My judgment is that the productivity gains from AI will be real and significant. They are potentially transformational for the service sector in particular, but the precise shape and timing remain genuinely uncertain. That uncertainty, not about whether AI matters, but about which applications win and on what timescale, is arguably why the infrastructure layer is the more attractive in the early stages of a build-out. The chips and the power have to be paid for regardless of which software wins.

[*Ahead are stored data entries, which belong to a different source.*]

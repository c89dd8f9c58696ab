pub mod balancer;
pub mod config;
pub mod error;
pub mod events;
pub mod job;
pub mod orchestrator;
pub mod resources;
pub mod services;
pub mod shutdown;
pub mod worker;
pub mod workflow;

pub use config::OrchestratorConfig;
pub use error::{OrchestratorError, Result};
pub use orchestrator::{Orchestrator, OrchestratorBuilder};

## The 1999 comparison, revisited

The analogy to the late 1990s is both useful and potentially misleading. The internet bubble saw genuine infrastructure overbuild in fibre-optic cable: so much was installed that it took nearly a decade for demand to catch up with the capacity. They were, however real productive assets. They were just overbuilt relative to near-term demand, and the companies that built them, sometimes with debt, were often destroyed in the process, while the infrastructure itself proved durable and was eventually used. _(Neil in the margin: Firms like Global Crossing and WorldCom laid vast quantities of fibre on optimistic traffic forecasts; most sat unused as "dark fibre" for years. The cautionary parallel is precise — sound assets, ruinously mistimed financing.)_

_[Embedded media](https://www.youtube.com/watch?v=zPWbNPHHy8o)_

The current AI infrastructure build might follow a similar path: real physical assets, potentially overbuilt for near-term demand, with capital at risk even if the underlying long-term thesis is correct. That is a distinct risk and one we will be monitoring as closely as we can, but the lessons from history (canals, railways, Japanese real estate, internet infrastructure, US real estate and housing and infrastructure in China) show that the aftermath of infrastructure overbuild can be painful both for the industry participants and for those banks and investors that lent money to and invested in these projects.

## What this changes

Understanding what drives the infrastructure layer does not tell an investor which companies to back but it should help them to better understand the AI investment landscape as a whole: which revenues are secured by infrastructure spending that is already committed, which depend on applications that are still competing for customers, and where the physical constraints sit that govern the pace of the whole build-out.